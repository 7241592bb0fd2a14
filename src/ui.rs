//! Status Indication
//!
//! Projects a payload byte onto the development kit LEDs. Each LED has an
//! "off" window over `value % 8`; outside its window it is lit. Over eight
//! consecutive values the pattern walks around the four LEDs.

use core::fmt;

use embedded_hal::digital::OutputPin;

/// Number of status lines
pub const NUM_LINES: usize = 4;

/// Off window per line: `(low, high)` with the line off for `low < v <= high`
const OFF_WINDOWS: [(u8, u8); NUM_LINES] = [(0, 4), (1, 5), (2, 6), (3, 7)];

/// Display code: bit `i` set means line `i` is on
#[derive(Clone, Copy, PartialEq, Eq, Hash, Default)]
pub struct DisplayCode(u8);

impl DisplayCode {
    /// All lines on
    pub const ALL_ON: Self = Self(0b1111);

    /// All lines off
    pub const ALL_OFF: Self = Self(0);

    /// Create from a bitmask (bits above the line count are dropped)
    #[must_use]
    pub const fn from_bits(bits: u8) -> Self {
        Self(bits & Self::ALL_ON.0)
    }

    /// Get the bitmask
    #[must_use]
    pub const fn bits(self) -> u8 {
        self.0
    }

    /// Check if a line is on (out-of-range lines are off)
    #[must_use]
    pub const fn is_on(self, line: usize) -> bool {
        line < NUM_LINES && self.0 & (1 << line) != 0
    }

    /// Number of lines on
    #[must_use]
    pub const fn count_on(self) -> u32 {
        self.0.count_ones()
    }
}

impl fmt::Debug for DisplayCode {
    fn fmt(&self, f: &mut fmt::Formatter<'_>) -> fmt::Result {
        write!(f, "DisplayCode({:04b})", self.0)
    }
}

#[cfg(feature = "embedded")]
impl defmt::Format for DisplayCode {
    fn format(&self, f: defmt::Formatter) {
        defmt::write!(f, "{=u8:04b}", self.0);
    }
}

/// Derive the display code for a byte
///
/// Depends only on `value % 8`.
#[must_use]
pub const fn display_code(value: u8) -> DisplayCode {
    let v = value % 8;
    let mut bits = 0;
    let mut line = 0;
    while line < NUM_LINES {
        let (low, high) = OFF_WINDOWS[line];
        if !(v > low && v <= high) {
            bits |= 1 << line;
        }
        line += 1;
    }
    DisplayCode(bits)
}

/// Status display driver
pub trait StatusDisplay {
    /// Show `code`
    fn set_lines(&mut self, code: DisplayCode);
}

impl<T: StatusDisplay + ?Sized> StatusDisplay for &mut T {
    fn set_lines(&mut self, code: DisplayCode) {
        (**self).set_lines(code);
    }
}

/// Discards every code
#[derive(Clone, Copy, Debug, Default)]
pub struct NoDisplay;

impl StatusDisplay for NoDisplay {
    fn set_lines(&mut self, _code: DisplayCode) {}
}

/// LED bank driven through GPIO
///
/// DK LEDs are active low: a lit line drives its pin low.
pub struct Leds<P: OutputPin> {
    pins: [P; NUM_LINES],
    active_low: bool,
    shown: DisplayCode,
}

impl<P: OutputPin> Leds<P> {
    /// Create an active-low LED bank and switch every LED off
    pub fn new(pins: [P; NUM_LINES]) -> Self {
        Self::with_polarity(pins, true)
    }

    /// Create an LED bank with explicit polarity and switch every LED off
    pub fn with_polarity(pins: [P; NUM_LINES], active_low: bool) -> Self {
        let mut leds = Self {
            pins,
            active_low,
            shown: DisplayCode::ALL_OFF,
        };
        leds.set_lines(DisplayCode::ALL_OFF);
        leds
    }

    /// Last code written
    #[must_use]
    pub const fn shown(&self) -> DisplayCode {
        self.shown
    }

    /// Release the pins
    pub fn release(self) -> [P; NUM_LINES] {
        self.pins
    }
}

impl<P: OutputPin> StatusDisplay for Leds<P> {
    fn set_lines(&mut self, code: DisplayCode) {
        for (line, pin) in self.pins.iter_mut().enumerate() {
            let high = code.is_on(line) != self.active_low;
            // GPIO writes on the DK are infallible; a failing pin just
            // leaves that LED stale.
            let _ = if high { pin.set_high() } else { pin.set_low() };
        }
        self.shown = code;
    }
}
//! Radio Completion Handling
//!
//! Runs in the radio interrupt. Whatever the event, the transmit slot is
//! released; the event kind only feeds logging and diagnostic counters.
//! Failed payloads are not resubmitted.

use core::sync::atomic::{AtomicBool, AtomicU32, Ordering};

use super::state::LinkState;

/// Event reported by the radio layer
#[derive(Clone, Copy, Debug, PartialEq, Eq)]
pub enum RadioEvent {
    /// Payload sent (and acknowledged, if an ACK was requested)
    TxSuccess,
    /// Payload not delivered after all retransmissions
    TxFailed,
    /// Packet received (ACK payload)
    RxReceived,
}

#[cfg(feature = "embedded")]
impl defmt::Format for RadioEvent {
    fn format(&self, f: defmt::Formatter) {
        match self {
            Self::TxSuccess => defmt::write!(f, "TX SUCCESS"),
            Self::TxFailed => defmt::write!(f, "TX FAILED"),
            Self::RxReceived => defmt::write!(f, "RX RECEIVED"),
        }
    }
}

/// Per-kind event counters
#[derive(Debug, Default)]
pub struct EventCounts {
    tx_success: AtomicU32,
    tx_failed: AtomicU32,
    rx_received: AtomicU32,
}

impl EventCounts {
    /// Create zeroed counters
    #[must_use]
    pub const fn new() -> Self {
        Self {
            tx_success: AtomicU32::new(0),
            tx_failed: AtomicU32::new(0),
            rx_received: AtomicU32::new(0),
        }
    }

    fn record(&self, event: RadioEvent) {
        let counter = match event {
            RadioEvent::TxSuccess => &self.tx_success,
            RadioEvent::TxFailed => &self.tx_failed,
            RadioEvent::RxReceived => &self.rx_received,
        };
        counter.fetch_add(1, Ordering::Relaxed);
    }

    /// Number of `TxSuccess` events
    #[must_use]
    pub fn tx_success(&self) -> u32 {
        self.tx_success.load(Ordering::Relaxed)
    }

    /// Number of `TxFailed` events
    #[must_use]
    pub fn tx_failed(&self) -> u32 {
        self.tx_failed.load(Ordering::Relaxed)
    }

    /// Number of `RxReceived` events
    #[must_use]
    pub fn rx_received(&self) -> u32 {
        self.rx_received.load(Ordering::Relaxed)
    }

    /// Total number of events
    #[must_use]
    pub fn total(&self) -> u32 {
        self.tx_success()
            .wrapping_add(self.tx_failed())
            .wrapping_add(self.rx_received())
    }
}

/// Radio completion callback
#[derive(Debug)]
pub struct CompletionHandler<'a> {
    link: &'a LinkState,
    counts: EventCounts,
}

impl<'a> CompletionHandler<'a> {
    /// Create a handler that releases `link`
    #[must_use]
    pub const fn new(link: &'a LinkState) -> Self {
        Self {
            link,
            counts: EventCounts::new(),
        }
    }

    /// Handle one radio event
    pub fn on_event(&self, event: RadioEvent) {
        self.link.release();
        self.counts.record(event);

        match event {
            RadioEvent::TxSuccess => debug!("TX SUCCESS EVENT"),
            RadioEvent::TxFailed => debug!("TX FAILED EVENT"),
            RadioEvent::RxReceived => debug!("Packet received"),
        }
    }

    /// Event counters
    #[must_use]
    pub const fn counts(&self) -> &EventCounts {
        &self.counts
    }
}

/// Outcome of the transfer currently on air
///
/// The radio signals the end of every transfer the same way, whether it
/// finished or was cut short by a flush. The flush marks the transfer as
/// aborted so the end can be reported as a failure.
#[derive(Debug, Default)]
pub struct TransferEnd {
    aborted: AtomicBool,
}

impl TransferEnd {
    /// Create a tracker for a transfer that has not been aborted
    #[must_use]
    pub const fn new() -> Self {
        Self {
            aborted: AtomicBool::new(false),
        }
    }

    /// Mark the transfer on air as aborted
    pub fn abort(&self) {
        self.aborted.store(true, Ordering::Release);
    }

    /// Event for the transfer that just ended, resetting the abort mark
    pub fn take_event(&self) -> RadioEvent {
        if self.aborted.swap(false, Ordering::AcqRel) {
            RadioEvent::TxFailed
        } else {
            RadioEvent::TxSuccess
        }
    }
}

• EXERCISE GOAL:
Please state only the number of lines above that hold the string "every".

• EXERCISE OUTPUT:
4